Todas son izquierda, por Humberto Villasmil Prieto
Twitter: @hvmcbo57
“Vamos a cantarle a los santos, con el permiso de Dios”
(Cheo Feliciano, Nina)
A Iván Loscher, in memoriam.
Nunca conocí a Iván Loscher en persona, si bien su voz, que llegaba por las ondas de la frecuencia de Radio Capital, “la emisora que hizo gustar la radio otra vez”, marcó a mi generación y a aquellos años, seguramente, los más felices de mi vida. Estudiaba bachillerato en el Colegio Francia de Campo Claro, muy cerca del Centro Comercial Los Ruices, en cuyos altos estaban los estudios de la radio. Al salir de clase camino a nuestra casa de la Urbanización Horizonte, con el radiecito a la pata de la oreja y a bordo del autobús que recorría la Avenida Rómulo Gallegos, escuchaba Hora Trece y alguna de esas frases suyas que perduraron en mi memoria hasta hoy: “Bien, bien, bien, Morrisón…”, con lo que terminaba de sonar “Love two times” de The Doors.
Pero habiendo partido hace años ya, oyente habitual como soy de la emisora Mágica 88.3 de Lima, todavía la escucho a diario. Se trata de una estación de oldies o de nostalgie, sutil benevolencia con el paso del tiempo que nos ahorra tener que decir «la música de mi tiempo», o mejor, «la música que sacudió al mundo», como dijera Alfredo Escalante, otro de los DJs legendarios de Capital. La identificación de la estación: «Mágica 88.3. Discos de oro en inglés», como en un flashback de nostalgia, nos trae cada día la voz inconfundible de Iván Loscher. Se le llamó, con justicia, el filósofo de la radio, acaso porque más allá de cada comentario suyo –que eran los propios de un musicólogo– se adentró en el género de la entrevista, pero también del relato: algunas de su obras habría espacio para citar: Problemas Actuales y El Narcisismo En Internet, Dilema Del Presente o Era Tan Bella Que Levantaba Sospechas. En 1978, publica bajo el sello de la Editorial Tepuy una obra que llevaba el título de este artículo: Todas son izquierda.

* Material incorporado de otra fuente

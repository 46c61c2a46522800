//! Spillway Drain - scheduled delivery of buffered rows to sink channels
//!
//! # Architecture
//!
//! ```text
//! [BufferRegistry] --scan--> [WorkSet] --dispatch--> [JoinSet + Semaphore]
//!       |                 claim / release                    |
//!       └─ RowQueue ──pop── PartitionDrainWorker ──append──> SinkChannel
//!                                  └───── commit wait ─────────┘
//! ```
//!
//! # Key Design
//!
//! - **One drain per partition**: the work set claims a key before a task
//!   is queued and the claim holds until the task finishes, so a partition
//!   never has two drains queued or running at once
//! - **Bounded pool**: a semaphore caps concurrent drains and the
//!   submission queue on top of it is bounded too; a saturated pool
//!   rejects the submission outright rather than queueing it
//! - **Ticked scans**: a fixed interval re-scans every queue with
//!   buffered rows; missed ticks are skipped, not bunched
//! - **Bounded invocations**: a single drain holds its partition for at
//!   most a duration budget or a row budget, then waits for the sink to
//!   report the last sent offset as committed before letting go

mod error;
mod metrics;
mod scheduler;
mod work_set;
mod worker;

pub use error::DrainTaskError;
pub use metrics::{DrainMetrics, DrainMetricsSnapshot};
pub use scheduler::DrainScheduler;
pub use work_set::WorkSet;
pub use worker::{CommitWaitOutcome, PartitionDrainWorker, TerminationReason};

#[cfg(test)]
mod worker_test;
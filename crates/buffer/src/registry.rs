//! Queue registry and partition assignment

use std::collections::HashSet;
use std::sync::atomic::{AtomicU64, Ordering};
use std::sync::Arc;

use dashmap::DashMap;
use tracing::debug;

use spillway_config::BufferConfig;
use spillway_protocol::{PartitionIndex, RowQueueKey, TableRef};
use spillway_wal::DurableLog;

use crate::queue::RowQueue;

/// Creates and looks up partition queues.
///
/// Queues are created lazily on first use of their key and live for the
/// process lifetime. For tables in the configured high-volume set, each
/// `queue_for` call advances a per-table round-robin counter so batches
/// spread across `max_shards_per_table` partitions; every other table gets
/// partition 0.
pub struct BufferRegistry {
    queues: DashMap<RowQueueKey, Arc<RowQueue>>,
    shard_counters: DashMap<TableRef, AtomicU64>,
    /// Uppercased for case-insensitive matching
    high_volume: HashSet<String>,
    max_shards: u64,
    max_rows: usize,
    wal: Option<Arc<DurableLog>>,
}

impl BufferRegistry {
    /// Build a registry; passing a durable log makes every queue
    /// WAL-backed.
    pub fn new(config: &BufferConfig, wal: Option<Arc<DurableLog>>) -> Self {
        let high_volume = config
            .high_volume_tables
            .iter()
            .map(|t| t.to_ascii_uppercase())
            .collect();
        Self {
            queues: DashMap::new(),
            shard_counters: DashMap::new(),
            high_volume,
            max_shards: u64::from(config.max_shards_per_table),
            max_rows: config.max_row_count,
            wal,
        }
    }

    /// Queue for the next batch to this table, creating it if absent.
    ///
    /// The partition is assigned here: round-robin for high-volume tables,
    /// 0 otherwise.
    pub fn queue_for(&self, database: &str, schema: &str, table: &str) -> Arc<RowQueue> {
        let table_ref = TableRef::new(database, schema, table);
        let partition = self.assign_partition(&table_ref);
        self.get_or_create(RowQueueKey::new(table_ref, partition))
    }

    /// The late-arriving-rows bucket for a table (reserved partition -1),
    /// creating it if absent.
    pub fn late_arrival_queue(&self, database: &str, schema: &str, table: &str) -> Arc<RowQueue> {
        let table_ref = TableRef::new(database, schema, table);
        self.get_or_create(RowQueueKey::new(table_ref, PartitionIndex::LATE_ARRIVING))
    }

    /// Lookup-only access to a specific partition's queue.
    pub fn queue_at(
        &self,
        database: &str,
        schema: &str,
        table: &str,
        partition: PartitionIndex,
    ) -> Option<Arc<RowQueue>> {
        let key = RowQueueKey::new(TableRef::new(database, schema, table), partition);
        self.get(&key)
    }

    /// Lookup-only access by key.
    pub fn get(&self, key: &RowQueueKey) -> Option<Arc<RowQueue>> {
        self.queues.get(key).map(|queue| Arc::clone(&queue))
    }

    /// Visit every registered queue (scheduler scan path).
    pub fn for_each(&self, mut f: impl FnMut(&RowQueueKey, &Arc<RowQueue>)) {
        for entry in self.queues.iter() {
            f(entry.key(), entry.value());
        }
    }

    /// Number of registered queues.
    pub fn len(&self) -> usize {
        self.queues.len()
    }

    /// Whether no queue has been created yet.
    pub fn is_empty(&self) -> bool {
        self.queues.is_empty()
    }

    /// Rows waiting across all queues.
    pub fn total_pending_rows(&self) -> u64 {
        self.queues
            .iter()
            .map(|entry| entry.value().pending_rows())
            .sum()
    }

    fn assign_partition(&self, table: &TableRef) -> PartitionIndex {
        if !self.high_volume.contains(&table.table().to_ascii_uppercase()) {
            return PartitionIndex::new(0);
        }
        let counter = self
            .shard_counters
            .entry(table.clone())
            .or_insert_with(|| AtomicU64::new(0));
        let turn = counter.fetch_add(1, Ordering::Relaxed) + 1;
        PartitionIndex::new((turn % self.max_shards) as i64)
    }

    fn get_or_create(&self, key: RowQueueKey) -> Arc<RowQueue> {
        // Fast path: the queue almost always exists already.
        if let Some(queue) = self.queues.get(&key) {
            return Arc::clone(&queue);
        }
        let entry = self.queues.entry(key.clone()).or_insert_with(|| {
            debug!(queue = %key, wal = self.wal.is_some(), "creating partition queue");
            Arc::new(self.make_queue(key))
        });
        Arc::clone(entry.value())
    }

    fn make_queue(&self, key: RowQueueKey) -> RowQueue {
        match &self.wal {
            Some(log) => RowQueue::wal_backed(key, self.max_rows, Arc::clone(log)),
            None => RowQueue::in_memory(key, self.max_rows),
        }
    }
}

impl std::fmt::Debug for BufferRegistry {
    fn fmt(&self, f: &mut std::fmt::Formatter<'_>) -> std::fmt::Result {
        f.debug_struct("BufferRegistry")
            .field("queues", &self.queues.len())
            .field("max_shards", &self.max_shards)
            .field("wal", &self.wal.is_some())
            .finish()
    }
}
//! Drain error types

use thiserror::Error;

use spillway_channel::ChannelError;
use spillway_protocol::ProtocolError;

/// Errors that end a drain before its commit wait completes.
///
/// Channel faults hit mid-append are handled inline by the worker; this
/// type covers the remaining failure paths (acquiring the channel,
/// polling the sink, decoding what it reports).
#[derive(Debug, Error)]
pub enum DrainTaskError {
    /// The sink channel could not be acquired or polled
    #[error(transparent)]
    Channel(#[from] ChannelError),

    /// A token coming back from the sink did not parse
    #[error(transparent)]
    Protocol(#[from] ProtocolError),
}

Era un libro de entrevistas que recuerdo haber leído con la curiosidad propia de aquellos años. Estudiaba Derecho en la UCAB y militaba en UCAB Libre por lo que el tema me interesó sobremanera, tanto como los personajes que se entrevistaban, entre ellos algunos a quienes conocí después y que de distintas maneras me influyeron, como Américo Martin, Carlos Blanco o Moisés Moleiro. Pero asimismo, entre otros, aparecía el maestro Luis Beltrán Prieto Figueroa, lo que dejaba claro que el espectro de la izquierda para el entrevistador era todo lo rico y plural que mi generación vivió.
Muchas veces al leer notas en diarios europeos o del norte refiriéndose a la oposición derechista venezolana, viajé enseguida a aquel libro y a ese tiempo; ni que decir tiene lo que me significó –al leer algo así– recordar a Andrés Velázquez, a Gabriel Puerta, a Américo, a Pompeyo, a Teodoro, a Luis Manuel Esculpi y a tantos otros. Ay Bendito, se me salió decir en voz baja, rememorando los años de la infancia que pasé en la Isla del encanto.
Lo cierto es que Todas son Izquierda no podría haberse escrito hoy: Iván Loscher ya no está entre nosotros y varios de los entrevistados tampoco; porque esta posmodernidad hace rato que abolió la magia de los matices y, lo más concluyente, al final, porque se hubiera arriesgado de seguro que algún sumo sacerdote del Olimpo de la corrección y de la consecuencia política tronara desde las redes vetando –o cancelando, se diría ahora– a más de un entrevistado y muy probablemente al mismo entrevistador, procurando con ello alcanzar el «honor» de un trending topic.
Esta posmodernidad –que terminó siendo pre-moderna como le escuché decir a Emeterio Gómez– ha entronizado el «pensamiento único» que como tal se inventó dos arietes principales que no prescindirían de otros: lo «políticamente correcto» y, de otra parte, una «neo-lengua»; quimérico esperanto capaz de invadir y de disciplinar cualquier ámbito de pensamiento, que lanzando sin pausa términos y palabras grandilocuentes vacían de todo contenido su sentido, haciendo creer a quien las pronuncia que ha logrado convencer a todos de su sabiduría.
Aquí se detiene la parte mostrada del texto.